Helen can vouch for the fact that Indian people will do the most inappropriate things in he most public places and I don't just mean pick their noses and examine the contents--I mean they will say things to you that are so blatantly rude with a nonchalant, well-meaning smile. You can't get particularly angry--as Helen frequently did on my behalf as we traveled through the motherland--because they do it to everyone and truly they think they are helping. However misguided it gives credence to the idiom--"The road to hell is paved with good intentions." I think those Brits came up with that one after a trip to the Hind.

In the context of the day I was having--not to mention the current apathy in which I am drowning--one would think a comment like that would really bring me down but I realized my skin was thicker than that. I've survived a fair share of insults being hurtled at me--no matter how tame a sorority at Hopkins may have been, they are still girls en masse raging against the dying of the light!

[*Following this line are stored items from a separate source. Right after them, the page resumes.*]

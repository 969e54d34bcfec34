use clap::{Args, Parser, Subcommand};
use moviereviews::api::{CommentInput, MovieInput, ReviewInput};
use moviereviews::config::ClientConfig;
use moviereviews::error::{ApiError, ConfigError};
use moviereviews::navigation::NavigationEvent;
use moviereviews::session::LOGIN_FAILED_FALLBACK;
use moviereviews::ClientContext;
use serde::Serialize;

#[derive(Debug, thiserror::Error)]
enum CliError {
    #[error(transparent)]
    Config(#[from] ConfigError),
    #[error("{0}")]
    Api(#[from] ApiError),
    #[error("login failed: {0}")]
    Login(String),
    #[error("invalid JSON payload: {0}")]
    InvalidJson(#[from] serde_json::Error),
}

#[derive(Parser, Debug)]
#[command(name = "moviereviews", about = "Movie review platform client")]
struct Cli {
    #[command(subcommand)]
    command: Command,
}

#[derive(Subcommand, Debug)]
enum Command {
    /// Log in and persist the session.
    Login {
        #[arg(long, env = "MOVIE_EMAIL")]
        email: String,
        #[arg(long, env = "MOVIE_PASSWORD", hide_env_values = true)]
        password: String,
    },
    /// Clear the persisted session.
    Logout,
    /// Show the current session; `--remote` asks the backend.
    Whoami {
        #[arg(long, default_value_t = false)]
        remote: bool,
    },
    Register {
        #[arg(long)]
        email: String,
        #[arg(long)]
        password: String,
    },
    ForgotPassword {
        #[arg(long)]
        email: String,
    },
    ResetPassword {
        #[arg(long)]
        token: String,
        #[arg(long)]
        new_password: String,
    },
    Movies(MoviesCommand),
    Reviews(ReviewsCommand),
}

#[derive(Args, Debug)]
struct MoviesCommand {
    #[command(subcommand)]
    command: MoviesSubcommand,
}

#[derive(Subcommand, Debug)]
enum MoviesSubcommand {
    List,
    Get {
        id: i64,
    },
    TopRated,
    Trending,
    Search {
        query: String,
    },
    Genre {
        genre: String,
    },
    Recommended {
        #[arg(long)]
        user_id: Option<i64>,
    },
    Create(MovieArgs),
    Update {
        id: i64,
        #[command(flatten)]
        movie: MovieArgs,
    },
    Delete {
        id: i64,
    },
}

#[derive(Args, Debug)]
struct MovieArgs {
    #[arg(long)]
    title: String,
    #[arg(long)]
    genre: String,
    #[arg(long)]
    description: Option<String>,
    #[arg(long)]
    poster_url: Option<String>,
    #[arg(long)]
    release_date: Option<String>,
}

impl From<MovieArgs> for MovieInput {
    fn from(args: MovieArgs) -> Self {
        Self {
            title: args.title,
            genre: args.genre,
            description: args.description,
            poster_url: args.poster_url,
            release_date: args.release_date,
        }
    }
}

#[derive(Args, Debug)]
struct ReviewsCommand {
    #[command(subcommand)]
    command: ReviewsSubcommand,
}

#[derive(Subcommand, Debug)]
enum ReviewsSubcommand {
    /// Reviews for a movie.
    List {
        movie_id: i64,
    },
    /// Reviews written by a user.
    ByUser {
        user_id: i64,
    },
    Add {
        movie_id: i64,
        #[arg(long)]
        rating: u8,
        #[arg(long)]
        content: String,
    },
    Delete {
        review_id: i64,
    },
    Comment {
        review_id: i64,
        #[arg(long)]
        content: String,
    },
    Like {
        review_id: i64,
    },
    Unlike {
        review_id: i64,
    },
}

#[tokio::main]
async fn main() -> Result<(), CliError> {
    let _ = dotenvy::dotenv();
    tracing_subscriber::fmt().with_writer(std::io::stderr).init();

    let cli = Cli::parse();
    let config = ClientConfig::from_env()?;
    let ctx = ClientContext::start(&config)?;
    let mut navigation = ctx.navigation();
    let is_login = matches!(cli.command, Command::Login { .. });

    let result = run(&ctx, cli.command).await;

    if let Some(notice) = reset_notice(is_login, navigation.try_recv().ok()) {
        eprintln!("{notice}");
    }
    result
}

/// Message for a hard reset fired during the command. A rejected `login`
/// already reports its own failure, so it gets none.
fn reset_notice(is_login: bool, event: Option<NavigationEvent>) -> Option<String> {
    match event {
        Some(NavigationEvent::HardReset { to, .. }) if !is_login => {
            Some(format!("session is no longer valid; log in again ({to})"))
        }
        _ => None,
    }
}

async fn run(ctx: &ClientContext, command: Command) -> Result<(), CliError> {
    match command {
        Command::Login { email, password } => {
            let user = ctx
                .login(&email, &password)
                .await
                .map_err(|e| CliError::Login(e.display_message(LOGIN_FAILED_FALLBACK)))?;
            print_json(&user)
        }
        Command::Logout => {
            ctx.logout();
            println!("logged out");
            Ok(())
        }
        Command::Whoami { remote } => {
            if remote {
                return print_json(&ctx.auth().current_user().await?);
            }
            match ctx.user() {
                Some(user) => print_json(&user),
                None => {
                    println!("not logged in");
                    Ok(())
                }
            }
        }
        Command::Register { email, password } => {
            println!("{}", ctx.auth().register(&email, &password).await?);
            Ok(())
        }
        Command::ForgotPassword { email } => {
            println!("{}", ctx.auth().forgot_password(&email).await?);
            Ok(())
        }
        Command::ResetPassword { token, new_password } => {
            println!("{}", ctx.auth().reset_password(&token, &new_password).await?);
            Ok(())
        }
        Command::Movies(movies) => run_movies(ctx, movies.command).await,
        Command::Reviews(reviews) => run_reviews(ctx, reviews.command).await,
    }
}

async fn run_movies(ctx: &ClientContext, command: MoviesSubcommand) -> Result<(), CliError> {
    let movies = ctx.movies();
    match command {
        MoviesSubcommand::List => print_json(&movies.list().await?),
        MoviesSubcommand::Get { id } => print_json(&movies.get(id).await?),
        MoviesSubcommand::TopRated => print_json(&movies.top_rated().await?),
        MoviesSubcommand::Trending => print_json(&movies.trending().await?),
        MoviesSubcommand::Search { query } => print_json(&movies.search(&query).await?),
        MoviesSubcommand::Genre { genre } => print_json(&movies.by_genre(&genre).await?),
        MoviesSubcommand::Recommended { user_id } => print_json(&movies.recommendations(user_id).await?),
        MoviesSubcommand::Create(args) => print_json(&movies.create(&args.into()).await?),
        MoviesSubcommand::Update { id, movie } => print_json(&movies.update(id, &movie.into()).await?),
        MoviesSubcommand::Delete { id } => {
            movies.delete(id).await?;
            println!("deleted movie {id}");
            Ok(())
        }
    }
}

async fn run_reviews(ctx: &ClientContext, command: ReviewsSubcommand) -> Result<(), CliError> {
    let reviews = ctx.reviews();
    match command {
        ReviewsSubcommand::List { movie_id } => print_json(&reviews.for_movie(movie_id).await?),
        ReviewsSubcommand::ByUser { user_id } => print_json(&reviews.for_user(user_id).await?),
        ReviewsSubcommand::Add { movie_id, rating, content } => {
            print_json(&reviews.add(movie_id, &ReviewInput { rating, content }).await?)
        }
        ReviewsSubcommand::Delete { review_id } => {
            reviews.delete(review_id).await?;
            println!("deleted review {review_id}");
            Ok(())
        }
        ReviewsSubcommand::Comment { review_id, content } => {
            print_json(&reviews.add_comment(review_id, &CommentInput { content }).await?)
        }
        ReviewsSubcommand::Like { review_id } => {
            reviews.like(review_id).await?;
            println!("liked review {review_id}");
            Ok(())
        }
        ReviewsSubcommand::Unlike { review_id } => {
            reviews.unlike(review_id).await?;
            println!("unliked review {review_id}");
            Ok(())
        }
    }
}

fn print_json<T: Serialize + ?Sized>(value: &T) -> Result<(), CliError> {
    let rendered = serde_json::to_string_pretty(value)?;
    println!("{rendered}");
    Ok(())
}

#[cfg(test)]
#[path = "main_test.rs"]
mod tests;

Anyway, the moral of the story is that STICK AND STONES MAY BREAK MY BONES BUT WORDS WILL NEVER HURT ME.

Alright so words can always hurt me...like the time I was in 8th grade and Norman shouted, "Your moustache is thicker than mine!"
Lexi, my enemy saw the tears prcik my cheek, so he piped in with, "Dude, don't you think that's worse for you than her?"

Time is Tissue

There were some choice quotes I wish to share from my jaunt to Regal Theater to watch Snakes on a Plane, yesterday.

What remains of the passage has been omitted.